§ The task: Exact repetition of every record is required.

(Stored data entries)
use serde::{Deserialize, Serialize};

/// Nights in the custody year. Leap years are not modelled.
pub const NIGHTS_PER_YEAR: u16 = 365;

/// Household snapshot consumed by the estimator. Values are expected to be
/// validated by the intake layer before they reach the engine.
#[derive(Debug, Clone, Copy, PartialEq, Serialize, Deserialize)]
#[serde(rename_all = "camelCase")]
pub struct EstimateInput {
    pub income_a: f64,
    pub income_b: f64,
    pub num_children: u32,
    pub overnights_a: u16,
    pub extra_expenses: f64,
}

impl EstimateInput {
    pub fn combined_income(&self) -> f64 {
        self.income_a + self.income_b
    }

    /// Parent B's overnights are always derived from Parent A's.
    pub fn overnights_b(&self) -> u16 {
        NIGHTS_PER_YEAR.saturating_sub(self.overnights_a)
    }
}

/// The parent expected to make the monthly transfer.
#[derive(Debug, Clone, Copy, PartialEq, Eq, Hash, Serialize, Deserialize)]
pub enum PayingParent {
    #[serde(rename = "Parent A")]
    ParentA,
    #[serde(rename = "Parent B")]
    ParentB,
}

impl PayingParent {
    pub const fn label(self) -> &'static str {
        match self {
            Self::ParentA => "Parent A",
            Self::ParentB => "Parent B",
        }
    }
}

impl std::fmt::Display for PayingParent {
    fn fmt(&self, f: &mut std::fmt::Formatter<'_>) -> std::fmt::Result {
        f.write_str(self.label())
    }
}

#[derive(Debug, Clone, Copy, PartialEq, Eq, Serialize, Deserialize)]
pub struct SupportRange {
    pub min: i64,
    pub max: i64,
}

/// Income shares rendered with two decimals for display.
#[derive(Debug, Clone, PartialEq, Eq, Serialize, Deserialize)]
#[serde(rename_all = "camelCase")]
pub struct IncomeSplit {
    pub a_share: String,
    pub b_share: String,
}

#[derive(Debug, Clone, PartialEq, Eq, Serialize, Deserialize)]
#[serde(rename_all = "camelCase")]
pub struct CustodySplit {
    pub a_custody_pct: String,
    pub b_custody_pct: String,
}

#[derive(Debug, Clone, PartialEq, Eq, Serialize, Deserialize)]
#[serde(rename_all = "camelCase")]
pub struct EstimateDetails {
    pub base_support: i64,
    pub income_split: IncomeSplit,
    pub custody_split: CustodySplit,
}

/// Monthly support estimate returned to the result view.
#[derive(Debug, Clone, PartialEq, Eq, Serialize, Deserialize)]
#[serde(rename_all = "camelCase")]
pub struct EstimateResult {
    pub support_range: SupportRange,
    pub median: i64,
    pub paying_parent: PayingParent,
    pub factors: Vec<String>,
    pub details: EstimateDetails,
}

§ Response:
use serde::{Deserialize, Serialize};

/// Nights in the custody year. Leap years are not modelled.
pub const NIGHTS_PER_YEAR: u16 = 365;

/// Household snapshot consumed by the estimator. Values are expected to be
/// validated by the intake layer before they reach the engine.
#[derive(Debug, Clone, Copy, PartialEq, Serialize, Deserialize)]
#[serde(rename_all = "camelCase")]
pub struct EstimateInput {
    pub income_a: f64,
    pub income_b: f64,
    pub num_children: u32,
    pub overnights_a: u16,
    pub extra_expenses: f64,
}

impl EstimateInput {
    pub fn combined_income(&self) -> f64 {
        self.income_a + self.income_b
    }

    /// Parent B's overnights are always derived from Parent A's.
    pub fn overnights_b(&self) -> u16 {
        NIGHTS_PER_YEAR.saturating_sub(self.overnights_a)
    }
}

/// The parent expected to make the monthly transfer.
#[derive(Debug, Clone, Copy, PartialEq, Eq, Hash, Serialize, Deserialize)]
pub enum PayingParent {
    #[serde(rename = "Parent A")]
    ParentA,
    #[serde(rename = "Parent B")]
    ParentB,
}

impl PayingParent {
    pub const fn label(self) -> &'static str {
        match self {
            Self::ParentA => "Parent A",
            Self::ParentB => "Parent B",
        }
    }
}

impl std::fmt::Display for PayingParent {
    fn fmt(&self, f: &mut std::fmt::Formatter<'_>) -> std::fmt::Result {
        f.write_str(self.label())
    }
}

#[derive(Debug, Clone, Copy, PartialEq, Eq, Serialize, Deserialize)]
pub struct SupportRange {
    pub min: i64,
    pub max: i64,
}

/// Income shares rendered with two decimals for display.
#[derive(Debug, Clone, PartialEq, Eq, Serialize, Deserialize)]
#[serde(rename_all = "camelCase")]
pub struct IncomeSplit {
    pub a_share: String,
    pub b_share: String,
}

#[derive(Debug, Clone, PartialEq, Eq, Serialize, Deserialize)]
#[serde(rename_all = "camelCase")]
pub struct CustodySplit {
    pub a_custody_pct: String,
    pub b_custody_pct: String,
}

#[derive(Debug, Clone, PartialEq, Eq, Serialize, Deserialize)]
#[serde(rename_all = "camelCase")]
pub struct EstimateDetails {
    pub base_support: i64,
    pub income_split: IncomeSplit,
    pub custody_split: CustodySplit,
}

/// Monthly support estimate returned to the result view.
#[derive(Debug, Clone, PartialEq, Eq, Serialize, Deserialize)]
#[serde(rename_all = "camelCase")]
pub struct EstimateResult {
    pub support_range: SupportRange,
    pub median: i64,
    pub paying_parent: PayingParent,
    pub factors: Vec<String>,
    pub details: EstimateDetails,
}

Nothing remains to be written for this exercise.